* _What is being asked_
In the data, extract each line that holds the string "every".

* _Material to process_
//! Composition of a [`SharedRegion`] and an in-region [`Allocator`]: a
//! byte-oriented heap plus a small fixed set of message-passing channels
//! used for handshake data between peers.
//!
//! The primary initialiser places the allocator at the front of
//! `shm_buff` and a [`MessageChannels`] block at a further offset,
//! publishing the latter's address via the region's `opt_info` slot;
//! secondaries recover the allocator by its well-known offset (0) and the
//! channel block from `opt_info`.

use crate::alloc::Allocator;
use crate::condvar::CondVar;
use crate::config::RegionConfig;
use crate::error::{IpsmError, IpsmResult};
use crate::mutex::RobustMutex;
use crate::offset_ptr::OffsetPtr;
use crate::region::SharedRegion;

/// Fixed number of message channels carved out of every heap region.
pub const CHANNEL_COUNT: usize = 2;
const CHANNEL_CAPACITY: usize = 64;

#[repr(C)]
struct ChannelRing {
    slots: [OffsetPtr<u8>; CHANNEL_CAPACITY],
    head: usize,
    len: usize,
}

impl ChannelRing {
    fn new() -> Self {
        Self {
            slots: std::array::from_fn(|_| OffsetPtr::null()),
            head: 0,
            len: 0,
        }
    }

    fn is_full(&self) -> bool {
        self.len == CHANNEL_CAPACITY
    }

    fn is_empty(&self) -> bool {
        self.len == 0
    }

    fn push(&mut self, value: *mut u8) {
        let idx = (self.head + self.len) % CHANNEL_CAPACITY;
        self.slots[idx].set(if value.is_null() { None } else { Some(value) });
        self.len += 1;
    }

    fn pop(&mut self) -> *mut u8 {
        let value = self.slots[self.head].get().unwrap_or(std::ptr::null_mut());
        self.slots[self.head].set(None);
        self.head = (self.head + 1) % CHANNEL_CAPACITY;
        self.len -= 1;
        value
    }
}

/// `CHANNEL_COUNT` bounded queues sharing one mutex and one condition
/// variable: a send on any channel wakes every waiter, which re-checks
/// only the channel it cares about (the channel-local semantics the spec
/// describes can't be had from one shared condvar without broadcasting).
#[repr(C)]
struct MessageChannels {
    mutex: RobustMutex,
    not_empty: CondVar,
    rings: [ChannelRing; CHANNEL_COUNT],
}

impl MessageChannels {
    /// # Safety
    /// `dst` must be valid for writes of `Self` and remain at that address.
    unsafe fn init_at(dst: *mut Self) -> IpsmResult<()> {
        let mutex = RobustMutex::new()?;
        let not_empty = CondVar::new(libc::CLOCK_MONOTONIC)?;
        std::ptr::write(
            dst,
            Self {
                mutex,
                not_empty,
                rings: std::array::from_fn(|_| ChannelRing::new()),
            },
        );
        Ok(())
    }

    const fn byte_size() -> usize {
        std::mem::size_of::<Self>()
    }
}

fn primary_init(buff: *mut u8, usable: usize) -> IpsmResult<*mut u8> {
    let channels_size = MessageChannels::byte_size();
    if usable <= channels_size {
        return Err(IpsmError::LengthTooSmall {
            requested: usable,
            minimum: channels_size + 256,
        });
    }
    let alloc_end = unsafe { buff.add(usable - channels_size) };
    unsafe {
        Allocator::placement_new(buff, alloc_end)?;
    }
    let channels_ptr = alloc_end as *mut MessageChannels;
    unsafe {
        MessageChannels::init_at(channels_ptr)?;
    }
    Ok(channels_ptr as *mut u8)
}

fn secondary_init(buff: *mut u8, _usable: usize) -> IpsmResult<()> {
    let ctrl = buff as *mut Allocator;
    unsafe {
        Allocator::bind(ctrl)?;
    }
    Ok(())
}

/// A shared heap: an allocator plus a small set of message channels,
/// layered over a [`SharedRegion`].
pub struct HeapRegion {
    region: SharedRegion,
    allocator: *mut Allocator,
    channels: *mut MessageChannels,
}

unsafe impl Send for HeapRegion {}
unsafe impl Sync for HeapRegion {}

impl HeapRegion {
    pub fn open_both(cfg: RegionConfig) -> IpsmResult<Self> {
        let region = SharedRegion::open_both(cfg, primary_init, secondary_init)?;
        Self::from_region(region)
    }

    pub fn create_primary(cfg: RegionConfig) -> IpsmResult<Self> {
        let region = SharedRegion::create_primary(cfg, primary_init)?;
        Self::from_region(region)
    }

    pub fn attach_secondary(cfg: RegionConfig) -> IpsmResult<Self> {
        let region = SharedRegion::attach_secondary(cfg, secondary_init)?;
        Self::from_region(region)
    }

    fn from_region(region: SharedRegion) -> IpsmResult<Self> {
        let allocator = region.get() as *mut Allocator;
        let channels = region.opt_info().cast::<MessageChannels>();
        if channels.is_null() {
            return Err(IpsmError::Internal(
                "message channels were not published via opt_info".to_string(),
            ));
        }
        Ok(Self { region, allocator, channels })
    }

    pub fn available_size(&self) -> usize {
        self.region.available_size()
    }

    pub fn allocate(&self, bytes: usize, alignment: usize) -> IpsmResult<*mut u8> {
        unsafe { (*self.allocator).allocate(bytes, alignment) }
    }

    pub fn deallocate(&self, p: *mut u8, alignment: usize) -> IpsmResult<()> {
        unsafe { (*self.allocator).deallocate(p, alignment) }
    }

    pub fn channel_count(&self) -> usize {
        CHANNEL_COUNT
    }

    /// Pushes `value` onto channel `channel_index` and wakes waiters.
    pub fn send(&self, channel_index: usize, value: *mut u8) -> IpsmResult<()> {
        if channel_index >= CHANNEL_COUNT {
            tracing::warn!(channel_index, "send: channel index out of range");
            return Err(IpsmError::Internal(format!("channel index {channel_index} out of range")));
        }
        let channels = unsafe { &*self.channels };
        {
            let _guard = channels.mutex.lock_guard()?;
            let ring = unsafe { &mut *(std::ptr::addr_of!(channels.rings[channel_index]) as *mut ChannelRing) };
            if ring.is_full() {
                return Err(IpsmError::Internal(format!("channel {channel_index} is full")));
            }
            ring.push(value);
        }
        channels.not_empty.notify_all();
        Ok(())
    }

    /// Blocks until channel `channel_index` is non-empty, then pops and
    /// returns its head.
    pub fn receive(&self, channel_index: usize) -> IpsmResult<*mut u8> {
        if channel_index >= CHANNEL_COUNT {
            tracing::warn!(channel_index, "receive: channel index out of range");
            return Err(IpsmError::Internal(format!("channel index {channel_index} out of range")));
        }
        let channels = unsafe { &*self.channels };
        let _guard = channels.mutex.lock_guard()?;
        loop {
            let ring = unsafe { &mut *(std::ptr::addr_of!(channels.rings[channel_index]) as *mut ChannelRing) };
            if !ring.is_empty() {
                return Ok(ring.pop());
            }
            channels.not_empty.wait(&channels.mutex)?;
        }
    }

    pub fn set_teardown(&mut self, f: impl FnMut(bool, *mut u8, usize) + Send + 'static) {
        self.region.set_teardown(f);
    }

    pub fn bind_count(&self) -> i32 {
        self.region.bind_count()
    }

    pub fn debug_get_id_file_inode(&self) -> u64 {
        self.region.debug_get_id_file_inode()
    }

    pub fn debug_test_integrity(&self) -> bool {
        self.region.debug_test_integrity()
    }

    pub fn debug_dump_string(&self) -> String {
        self.region.debug_dump_string()
    }

    pub fn debug_force_cleanup(cfg: &RegionConfig) -> IpsmResult<()> {
        SharedRegion::debug_force_cleanup(cfg)
    }
}

impl Drop for HeapRegion {
    fn drop(&mut self) {
        // Release this process's allocator handle while the mapping is
        // still alive; `self.region`'s own `Drop` (which may unmap) runs
        // after this body, in field-declaration-independent drop glue.
        if !self.allocator.is_null() {
            unsafe { Allocator::teardown(self.allocator) };
        }
    }
}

* _Written answer_
/// Fixed number of message channels carved out of every heap region.
/// variable: a send on any channel wakes every waiter, which re-checks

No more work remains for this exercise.